:: Exercise input ::

//! Outpost Net -- connection admission and full-snapshot state sync.
//!
//! The server owns the authoritative [`outpost_sim::world::World`] and its
//! scheduler. Each tick it drains the transport, applies client input to the
//! entities those clients control, runs one simulation step, and broadcasts a
//! full snapshot of every replicated entity. Clients keep a local replica and
//! reconcile it against the newest snapshot, creating and destroying local
//! entities so the replica's id set always matches the server's.
//!
//! Transports are pluggable behind [`transport::ServerTransport`] and
//! [`transport::ClientTransport`]; the in-memory pair in the same module wires
//! a server and its clients together inside one process for tests and demos.
//!
//! # Quick Start
//!
//! ```
//! use outpost_net::prelude::*;
//!
//! let hub = MemoryHub::new();
//! let mut client = Client::new(hub.connect());
//! let mut server = Server::new(hub, ServerConfig::default());
//!
//! client.connect("", "Ripley").unwrap();
//! server.tick(1.0 / 30.0).unwrap();
//! client.poll().unwrap();
//! assert!(matches!(client.state(), ClientState::Connected { .. }));
//! ```

#![deny(unsafe_code)]

pub mod client;
pub mod id_map;
pub mod server;
pub mod transport;

use std::time::{SystemTime, UNIX_EPOCH};

use thiserror::Error;

use crate::transport::PeerId;

/// Errors from the networking layer.
///
/// Malformed packets from remote peers are not errors at this level; they are
/// logged and dropped where they are decoded. These variants cover local
/// misuse and fatal simulation failures.
#[derive(Debug, Error)]
pub enum NetError {
    /// The transport is closed; no further traffic is possible.
    #[error("transport is closed")]
    TransportClosed,

    /// A send targeted a peer the transport no longer knows.
    #[error("peer {0:?} is not connected")]
    UnknownPeer(PeerId),

    /// A client operation that requires an established connection.
    #[error("not connected to a server")]
    NotConnected,

    /// A simulation system failed; the server tick is aborted.
    #[error("simulation tick failed")]
    Simulation(#[from] outpost_ecs::schedule::SchedulerError),
}

/// Milliseconds since the UNIX epoch, for packet timestamps. Clamps to zero
/// if the system clock reads before the epoch.
pub fn unix_millis() -> u64 {
    SystemTime::now()
        .duration_since(UNIX_EPOCH)
        .map(|d| d.as_millis() as u64)
        .unwrap_or(0)
}

/// Convenience re-exports for common usage.
pub mod prelude {
    pub use crate::client::{Client, ClientState};
    pub use crate::id_map::NetworkIdMap;
    pub use crate::server::{Server, ServerConfig, ServerEvent};
    pub use crate::transport::{
        ClientTransport, MemoryClient, MemoryHub, PeerId, Reliability, ServerTransport,
        TransportEvent,
    };
    pub use crate::NetError;
}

:::

Reproduce each entry above exactly, keeping every character.

//! Outpost Net -- connection admission and full-snapshot state sync.
//!
//! The server owns the authoritative [`outpost_sim::world::World`] and its
//! scheduler. Each tick it drains the transport, applies client input to the
//! entities those clients control, runs one simulation step, and broadcasts a
//! full snapshot of every replicated entity. Clients keep a local replica and
//! reconcile it against the newest snapshot, creating and destroying local
//! entities so the replica's id set always matches the server's.
//!
//! Transports are pluggable behind [`transport::ServerTransport`] and
//! [`transport::ClientTransport`]; the in-memory pair in the same module wires
//! a server and its clients together inside one process for tests and demos.
//!
//! # Quick Start
//!
//! ```
//! use outpost_net::prelude::*;
//!
//! let hub = MemoryHub::new();
//! let mut client = Client::new(hub.connect());
//! let mut server = Server::new(hub, ServerConfig::default());
//!
//! client.connect("", "Ripley").unwrap();
//! server.tick(1.0 / 30.0).unwrap();
//! client.poll().unwrap();
//! assert!(matches!(client.state(), ClientState::Connected { .. }));
//! ```

#![deny(unsafe_code)]

pub mod client;
pub mod id_map;
pub mod server;
pub mod transport;

use std::time::{SystemTime, UNIX_EPOCH};

use thiserror::Error;

use crate::transport::PeerId;

/// Errors from the networking layer.
///
/// Malformed packets from remote peers are not errors at this level; they are
/// logged and dropped where they are decoded. These variants cover local
/// misuse and fatal simulation failures.
#[derive(Debug, Error)]
pub enum NetError {
    /// The transport is closed; no further traffic is possible.
    #[error("transport is closed")]
    TransportClosed,

    /// A send targeted a peer the transport no longer knows.
    #[error("peer {0:?} is not connected")]
    UnknownPeer(PeerId),

    /// A client operation that requires an established connection.
    #[error("not connected to a server")]
    NotConnected,

    /// A simulation system failed; the server tick is aborted.
    #[error("simulation tick failed")]
    Simulation(#[from] outpost_ecs::schedule::SchedulerError),
}

/// Milliseconds since the UNIX epoch, for packet timestamps. Clamps to zero
/// if the system clock reads before the epoch.
pub fn unix_millis() -> u64 {
    SystemTime::now()
        .duration_since(UNIX_EPOCH)
        .map(|d| d.as_millis() as u64)
        .unwrap_or(0)
}

/// Convenience re-exports for common usage.
pub mod prelude {
    pub use crate::client::{Client, ClientState};
    pub use crate::id_map::NetworkIdMap;
    pub use crate::server::{Server, ServerConfig, ServerEvent};
    pub use crate::transport::{
        ClientTransport, MemoryClient, MemoryHub, PeerId, Reliability, ServerTransport,
        TransportEvent,
    };
    pub use crate::NetError;
}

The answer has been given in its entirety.